Stored data entries:
//! Sanitized blip row
//!
//! The canonical shape a raw CSV row is reduced to before assembly.

use serde::{Deserialize, Serialize};

/// One sanitized dataset row
///
/// Produced by the application layer's row sanitizer; immutable once
/// produced. Required fields (`name`, `ring`, `quadrant`) are trimmed
/// and non-empty; optional fields default to the empty string.
#[derive(Debug, Clone, Serialize, Deserialize, PartialEq, Eq)]
pub struct BlipRow {
    pub name: String,
    /// Ring name verbatim (trimmed, casing preserved); matched
    /// case-insensitively downstream.
    pub ring: String,
    /// Quadrant name verbatim (trimmed, casing preserved).
    pub quadrant: String,
    pub is_new: bool,
    pub topic: String,
    pub description: String,
}

impl BlipRow {
    pub fn new(
        name: impl Into<String>,
        ring: impl Into<String>,
        quadrant: impl Into<String>,
        is_new: bool,
    ) -> Self {
        Self {
            name: name.into(),
            ring: ring.into(),
            quadrant: quadrant.into(),
            is_new,
            topic: String::new(),
            description: String::new(),
        }
    }

    pub fn with_topic(mut self, topic: impl Into<String>) -> Self {
        self.topic = topic.into();
        self
    }

    pub fn with_description(mut self, description: impl Into<String>) -> Self {
        self.description = description.into();
        self
    }
}
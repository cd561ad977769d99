//! The data-transformation pipeline
//!
//! A load runs the stages in a fixed order, aborting on the first
//! violation:
//!
//! 1. [`ContentValidator`] — header set, then full-content scan
//! 2. [`sanitize`] — per-row normalization into [`BlipRow`]s
//! 3. [`assemble`] — Radar/Quadrant/Ring/Blip graph construction
//!
//! [`BlipRow`]: radar_domain::BlipRow

pub mod assembler;
pub mod content_validator;
pub mod row_sanitizer;

pub use assembler::assemble;
pub use content_validator::ContentValidator;
pub use row_sanitizer::sanitize;
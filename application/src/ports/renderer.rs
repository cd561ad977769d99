//! Renderer port
//!
//! Defines the interface the assembled radar is handed to on a
//! successful load. Implementations live in the presentation layer
//! (console today; an SVG engine would plug in here).

use radar_domain::Radar;

/// Consumer of a successfully assembled radar
pub trait Renderer: Send + Sync {
    /// Render the radar at the given viewport size.
    fn render(&self, radar: &Radar, viewport_size: u32);
}

/// No-op renderer for when no output is wanted
pub struct NoRenderer;

impl Renderer for NoRenderer {
    fn render(&self, _radar: &Radar, _viewport_size: u32) {}
}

### Your task
Provide a verbatim copy of all the entries.

### Response to this exercise
//! Sanitized blip row
//!
//! The canonical shape a raw CSV row is reduced to before assembly.

use serde::{Deserialize, Serialize};

/// One sanitized dataset row
///
/// Produced by the application layer's row sanitizer; immutable once
/// produced. Required fields (`name`, `ring`, `quadrant`) are trimmed
/// and non-empty; optional fields default to the empty string.
#[derive(Debug, Clone, Serialize, Deserialize, PartialEq, Eq)]
pub struct BlipRow {
    pub name: String,
    /// Ring name verbatim (trimmed, casing preserved); matched
    /// case-insensitively downstream.
    pub ring: String,
    /// Quadrant name verbatim (trimmed, casing preserved).
    pub quadrant: String,
    pub is_new: bool,
    pub topic: String,
    pub description: String,
}

impl BlipRow {
    pub fn new(
        name: impl Into<String>,
        ring: impl Into<String>,
        quadrant: impl Into<String>,
        is_new: bool,
    ) -> Self {
        Self {
            name: name.into(),
            ring: ring.into(),
            quadrant: quadrant.into(),
            is_new,
            topic: String::new(),
            description: String::new(),
        }
    }

    pub fn with_topic(mut self, topic: impl Into<String>) -> Self {
        self.topic = topic.into();
        self
    }

    pub fn with_description(mut self, description: impl Into<String>) -> Self {
        self.description = description.into();
        self
    }
}
repository cd561ad977769d99
//! The data-transformation pipeline
//!
//! A load runs the stages in a fixed order, aborting on the first
//! violation:
//!
//! 1. [`ContentValidator`] — header set, then full-content scan
//! 2. [`sanitize`] — per-row normalization into [`BlipRow`]s
//! 3. [`assemble`] — Radar/Quadrant/Ring/Blip graph construction
//!
//! [`BlipRow`]: radar_domain::BlipRow

pub mod assembler;
pub mod content_validator;
pub mod row_sanitizer;

pub use assembler::assemble;
pub use content_validator::ContentValidator;
pub use row_sanitizer::sanitize;
filename application/src/ports/renderer.rs
repository cd561ad977769d99
//! Renderer port
//!
//! Defines the interface the assembled radar is handed to on a
//! successful load. Implementations live in the presentation layer
//! (console today; an SVG engine would plug in here).

use radar_domain::Radar;

/// Consumer of a successfully assembled radar
pub trait Renderer: Send + Sync {
    /// Render the radar at the given viewport size.
    fn render(&self, radar: &Radar, viewport_size: u32);
}

/// No-op renderer for when no output is wanted
pub struct NoRenderer;

impl Renderer for NoRenderer {
    fn render(&self, _radar: &Radar, _viewport_size: u32) {}
}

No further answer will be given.